- Specialty: Neurology

= Oculogyric crisis =

Oculogyric crisis (OGC) is a rare sudden, paroxysmal, dystonic reaction that may manifest in response to specific drugs, particularly neuroleptics, or medical conditions, such as movement disorders. This neurological phenomenon is characterized by a sustained dystonic, conjugate, involuntary upward deviation of both eyes lasting seconds to hours. The term oculogyric is applied in reference to the simultaneous upward movement of both eyes, although the reaction may encompass a variety of additional responses. The reaction is not life-threatening.

For clarification, oculogyric seizures, also termed versive seizures, represent one of the manifestations of epilepsy. These seizures exhibit the same upward eye movement observed in OGC but are classified as a specific subtype of epilepsy.

==Signs and symptoms==
Initial symptoms include restlessness, agitation, malaise, or a fixed stare. Then comes the more characteristically described extreme and sustained upward deviation of the eyes. In addition, the eyes may converge, deviate upward and laterally, or deviate downward. The most frequently reported associated findings are backwards and lateral flexion of the neck, widely opened mouth, tongue protrusion, and ocular pain. However, the condition may also be associated with intensely painful jaw spasms which may result in the breaking of a tooth. A wave of exhaustion may follow an episode. The abrupt termination of the psychiatric symptoms at the conclusion of the crisis is most striking.

Other features that are noted during attacks include mutism, palilalia, eye blinking, lacrimation, pupil dilation, drooling, respiratory dyskinesia, increased blood pressure and heart rate, facial flushing, headache, vertigo, anxiety, agitation, compulsive thinking, paranoia, depression, recurrent fixed ideas, depersonalization, violence, and obscene language.

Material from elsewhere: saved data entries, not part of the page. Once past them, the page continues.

use anyhow::{Result, anyhow, bail};
use std::collections::HashMap;

use super::ast::{AccessKey, BinOp, Expr, UnOp};

// An evaluator for the JavaScript subset the backend emits.
//
// The point is semantic verification: tests run generated fragments against
// concrete values instead of asserting on tree shapes. Anything outside the
// emitted subset (instanceof, unknown methods, truthiness coercion) is an
// evaluation error, not a panic.

/// Runtime value for the evaluation of generated JavaScript.
#[derive(Debug, Clone, PartialEq)]
pub enum Value {
    Bool(bool),
    Num(f64),
    Str(String),
    Array(Vec<Value>),
    Record(HashMap<String, Value>),
    /// An arrow function together with the bindings it closed over.
    Closure {
        params: Vec<String>,
        body: Expr,
        env: Vec<(String, Value)>,
    },
}

impl Value {
    pub fn as_bool(&self) -> Option<bool> {
        match self {
            Value::Bool(b) => Some(*b),
            _ => None,
        }
    }

    pub fn as_num(&self) -> Option<f64> {
        match self {
            Value::Num(n) => Some(*n),
            _ => None,
        }
    }
}

/// Stack-based environment, innermost binding wins on lookup.
pub struct Env {
    stack: Vec<(String, Value)>,
}

impl Env {
    pub fn new() -> Self {
        Self { stack: Vec::new() }
    }

    pub fn push(&mut self, name: &str, value: Value) {
        self.stack.push((name.to_string(), value));
    }

    fn lookup(&self, name: &str) -> Option<&Value> {
        self.stack
            .iter()
            .rev()
            .find(|(n, _)| n == name)
            .map(|(_, v)| v)
    }
}

impl Default for Env {
    fn default() -> Self {
        Self::new()
    }
}

pub fn evaluate(expr: &Expr, env: &Env) -> Result<Value> {
    match expr {
        Expr::Variable { name } => env
            .lookup(name)
            .cloned()
            .ok_or_else(|| anyhow!("undefined variable: {}", name)),
        Expr::Literal { text } => parse_literal(text),
        Expr::Access { target, key } => evaluate_access(target, key, env),
        Expr::Binary { op, lhs, rhs } => evaluate_binary(*op, lhs, rhs, env),
        Expr::Unary { op, operand } => {
            let value = evaluate(operand, env)?;
            match op {
                UnOp::Not => Ok(Value::Bool(!condition(value)?)),
                UnOp::Neg => match value {
                    Value::Num(n) => Ok(Value::Num(-n)),
                    other => Err(anyhow!("cannot negate {:?}", other)),
                },
            }
        }
        Expr::Invoke { callee, args } => evaluate_invoke(callee, args, env),
        Expr::Arrow { params, body } => Ok(Value::Closure {
            params: params.clone(),
            body: (**body).clone(),
            env: env.stack.clone(),
        }),
    }
}

fn evaluate_access(target: &Expr, key: &AccessKey, env: &Env) -> Result<Value> {
    let value = evaluate(target, env)?;
    match key {
        AccessKey::Field(field) => match (&value, field.as_str()) {
            (Value::Array(items), "length") => Ok(Value::Num(items.len() as f64)),
            (Value::Str(s), "length") => Ok(Value::Num(s.chars().count() as f64)),
            (Value::Record(fields), _) => fields
                .get(field)
                .cloned()
                .ok_or_else(|| anyhow!("no field {} on record", field)),
            _ => Err(anyhow!("cannot read property {} of {:?}", field, value)),
        },
        AccessKey::Index(index) => {
            let items = match value {
                Value::Array(items) => items,
                other => bail!("cannot index into {:?}", other),
            };
            let idx = evaluate(index, env)?
                .as_num()
                .ok_or_else(|| anyhow!("index must be a number"))?;
            if idx < 0.0 || idx.fract() != 0.0 {
                bail!("invalid index: {}", idx);
            }
            items
                .get(idx as usize)
                .cloned()
                .ok_or_else(|| anyhow!("index {} out of bounds", idx))
        }
    }
}

fn evaluate_binary(op: BinOp, lhs: &Expr, rhs: &Expr, env: &Env) -> Result<Value> {
    // && and || must not evaluate the right operand when the left decides
    match op {
        BinOp::And => {
            return if condition(evaluate(lhs, env)?)? {
                Ok(Value::Bool(condition(evaluate(rhs, env)?)?))
            } else {
                Ok(Value::Bool(false))
            };
        }
        BinOp::Or => {
            return if condition(evaluate(lhs, env)?)? {
                Ok(Value::Bool(true))
            } else {
                Ok(Value::Bool(condition(evaluate(rhs, env)?)?))
            };
        }
        BinOp::InstanceOf => bail!("instanceof is outside the evaluated subset"),
        _ => {}
    }

    let left = evaluate(lhs, env)?;
    let right = evaluate(rhs, env)?;
    match op {
        BinOp::Add => match (&left, &right) {
            (Value::Num(a), Value::Num(b)) => Ok(Value::Num(a + b)),
            (Value::Str(a), Value::Str(b)) => Ok(Value::Str(format!("{}{}", a, b))),
            _ => Err(anyhow!("+ requires two numbers or two strings")),
        },
        BinOp::Sub => numeric(op, &left, &right).map(|(a, b)| Value::Num(a - b)),
        BinOp::Mul => numeric(op, &left, &right).map(|(a, b)| Value::Num(a * b)),
        BinOp::Div => numeric(op, &left, &right).map(|(a, b)| Value::Num(a / b)),
        BinOp::StrictEq => Ok(Value::Bool(strict_equals(&left, &right))),
        BinOp::StrictNeq => Ok(Value::Bool(!strict_equals(&left, &right))),
        BinOp::Lt => numeric(op, &left, &right).map(|(a, b)| Value::Bool(a < b)),
        BinOp::LtEq => numeric(op, &left, &right).map(|(a, b)| Value::Bool(a <= b)),
        BinOp::Gt => numeric(op, &left, &right).map(|(a, b)| Value::Bool(a > b)),
        BinOp::GtEq => numeric(op, &left, &right).map(|(a, b)| Value::Bool(a >= b)),
        BinOp::And | BinOp::Or | BinOp::InstanceOf => {
            unreachable!("handled before operand evaluation")
        }
    }
}

fn numeric(op: BinOp, left: &Value, right: &Value) -> Result<(f64, f64)> {
    match (left, right) {
        (Value::Num(a), Value::Num(b)) => Ok((*a, *b)),
        _ => Err(anyhow!("{} requires two numbers", op)),
    }
}

/// Strict equality. Arrays, records and closures compare by reference in
/// JavaScript, so two separately built ones are never equal here.
fn strict_equals(left: &Value, right: &Value) -> bool {
    match (left, right) {
        (Value::Bool(a), Value::Bool(b)) => a == b,
        (Value::Num(a), Value::Num(b)) => a == b,
        (Value::Str(a), Value::Str(b)) => a == b,
        _ => false,
    }
}

fn condition(value: Value) -> Result<bool> {
    value
        .as_bool()
        .ok_or_else(|| anyhow!("expected a boolean condition, got {:?}", value))
}

fn evaluate_invoke(callee: &Expr, args: &[Expr], env: &Env) -> Result<Value> {
    if let Expr::Access {
        target,
        key: AccessKey::Field(method),
    } = callee
    {
        let receiver = evaluate(target, env)?;
        return match receiver {
            Value::Array(items) => evaluate_array_method(&items, method, args, env),
            other => Err(anyhow!("cannot call method {} on {:?}", method, other)),
        };
    }

    let callee = evaluate(callee, env)?;
    let args = args
        .iter()
        .map(|arg| evaluate(arg, env))
        .collect::<Result<Vec<_>>>()?;
    apply(&callee, args)
}

fn evaluate_array_method(
    items: &[Value],
    method: &str,
    args: &[Expr],
    env: &Env,
) -> Result<Value> {
    match method {
        "includes" => {
            let needle = single_arg(method, args, env)?;
            Ok(Value::Bool(
                items.iter().any(|item| strict_equals(item, &needle)),
            ))
        }
        "concat" => {
            let tail = single_arg(method, args, env)?;
            match tail {
                Value::Array(tail) => {
                    Ok(Value::Array(items.iter().cloned().chain(tail).collect()))
                }
                other => Err(anyhow!("concat expects an array, got {:?}", other)),
            }
        }
        "filter" => {
            let predicate = single_arg(method, args, env)?;
            let mut kept = Vec::new();
            for item in items {
                if condition(apply(&predicate, vec![item.clone()])?)? {
                    kept.push(item.clone());
                }
            }
            Ok(Value::Array(kept))
        }
        "every" => {
            let predicate = single_arg(method, args, env)?;
            for item in items {
                if !condition(apply(&predicate, vec![item.clone()])?)? {
                    return Ok(Value::Bool(false));
                }
            }
            Ok(Value::Bool(true))
        }
        _ => Err(anyhow!("unknown array method: {}", method)),
    }
}

fn single_arg(method: &str, args: &[Expr], env: &Env) -> Result<Value> {
    match args {
        [arg] => evaluate(arg, env),
        _ => Err(anyhow!("{} takes exactly one argument", method)),
    }
}

fn apply(callee: &Value, args: Vec<Value>) -> Result<Value> {
    let Value::Closure { params, body, env } = callee else {
        return Err(anyhow!("{:?} is not callable", callee));
    };
    if params.len() != args.len() {
        bail!("expected {} arguments, got {}", params.len(), args.len());
    }
    let mut inner = Env { stack: env.clone() };
    for (param, arg) in params.iter().zip(args) {
        inner.push(param, arg);
    }
    evaluate(body, &inner)
}

fn parse_literal(text: &str) -> Result<Value> {
    let mut parser = LiteralParser { text, pos: 0 };
    let value = parser.parse_value()?;
    parser.skip_spaces();
    if parser.pos != text.len() {
        bail!("trailing characters in literal: {}", text);
    }
    Ok(value)
}

/// Parses the canonical literal text the backend emits: numbers, booleans,
/// double-quoted strings and bracketed arrays thereof.
struct LiteralParser<'a> {
    text: &'a str,
    pos: usize,
}

impl LiteralParser<'_> {
    fn peek(&self) -> Option<char> {
        self.text[self.pos..].chars().next()
    }

    fn bump(&mut self) -> Option<char> {
        let c = self.peek()?;
        self.pos += c.len_utf8();
        Some(c)
    }

    fn skip_spaces(&mut self) {
        while self.peek() == Some(' ') {
            self.bump();
        }
    }

    fn parse_value(&mut self) -> Result<Value> {
        self.skip_spaces();
        match self.peek() {
            Some('"') => self.parse_string(),
            Some('[') => self.parse_array(),
            Some('t') | Some('f') => self.parse_bool(),
            Some(c) if c.is_ascii_digit() || c == '-' => self.parse_number(),
            _ => bail!("unsupported literal: {}", self.text),
        }
    }

    fn parse_string(&mut self) -> Result<Value> {
        self.bump();
        let mut out = String::new();
        loop {
            match self.bump() {
                Some('"') => return Ok(Value::Str(out)),
                Some('\\') => match self.bump() {
                    Some('n') => out.push('\n'),
                    Some('r') => out.push('\r'),
                    Some('t') => out.push('\t'),
                    Some(c @ ('"' | '\\')) => out.push(c),
                    _ => bail!("bad escape in literal: {}", self.text),
                },
                Some(c) => out.push(c),
                None => bail!("unterminated string literal: {}", self.text),
            }
        }
    }

    fn parse_array(&mut self) -> Result<Value> {
        self.bump();
        let mut items = Vec::new();
        self.skip_spaces();
        if self.peek() == Some(']') {
            self.bump();
            return Ok(Value::Array(items));
        }
        loop {
            items.push(self.parse_value()?);
            self.skip_spaces();
            match self.bump() {
                Some(',') => {}
                Some(']') => return Ok(Value::Array(items)),
                _ => bail!("malformed array literal: {}", self.text),
            }
        }
    }

    fn parse_bool(&mut self) -> Result<Value> {
        if self.text[self.pos..].starts_with("true") {
            self.pos += 4;
            Ok(Value::Bool(true))
        } else if self.text[self.pos..].starts_with("false") {
            self.pos += 5;
            Ok(Value::Bool(false))
        } else {
            bail!("unsupported literal: {}", self.text)
        }
    }

    fn parse_number(&mut self) -> Result<Value> {
        let start = self.pos;
        if self.peek() == Some('-') {
            self.bump();
        }
        while matches!(self.peek(), Some(c) if c.is_ascii_digit() || c == '.') {
            self.bump();
        }
        self.text[start..self.pos]
            .parse::<f64>()
            .map(Value::Num)
            .map_err(|_| anyhow!("malformed number in literal: {}", self.text))
    }
}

In addition to the acute presentation, oculogyric crisis can develop as a recurrent syndrome, triggered by stress and by exposure to the drugs mentioned below.

==Causes==
Drugs that can trigger an oculogyric crisis include neuroleptics (such as haloperidol, chlorpromazine, fluphenazine, olanzapine), carbamazepine, chloroquine, cisplatin, diazoxide, levodopa, lithium, metoclopramide, lurasidone, domperidone, nifedipine, pemoline, phencyclidine ("PCP"), reserpine, and cetirizine, an antihistamine. High-potency neuroleptics are the most common cause.

Other causes can include aromatic L-amino acid decarboxylase deficiency, postencephalitic Parkinson's, Tourette's syndrome, multiple sclerosis, neurosyphilis, head trauma, bilateral thalamic infarction, lesions of the fourth ventricle, cystic glioma of the third ventricle, herpes encephalitis, kernicterus and juvenile Parkinson's disease.

| Drug class | Drug implicated |
|---|---|
| First-generation typical antipsychotics | Haloperidol, chlorpromazine, flupenthixol, zuclopenthixol, fluphenazine |
| Second-generation atypical antipsychotics | Risperidone, amisulpiride, aripiprazole, olanzapine, quetiapine, clozapine, lurasidone, cariprazine |
| Antidepressants | Escitalopram, imipramine, fluvoxamine |
| Anticonvulsants | Carbamazepine, lamotrigine, gabapentin |
| "Other" | Chloroquine, cisplatin, diazoxide, levodopa, domperidone, cetirizine, phencyclidine, nifedipine, pemoline |

==Diagnosis==

The diagnosis of oculogyric crisis is largely clinical and involves taking a focused history and physical examination to identify possible triggers for the crisis and rule out other causes of abnormal ocular movements.

==Treatment==
Immediate treatment of drug-induced OGC can be achieved with intravenous antimuscarinics, such as benzatropine or procyclidine. Any causative new medication should be discontinued. The condition may also be treated with the antihistamine diphenhydramine.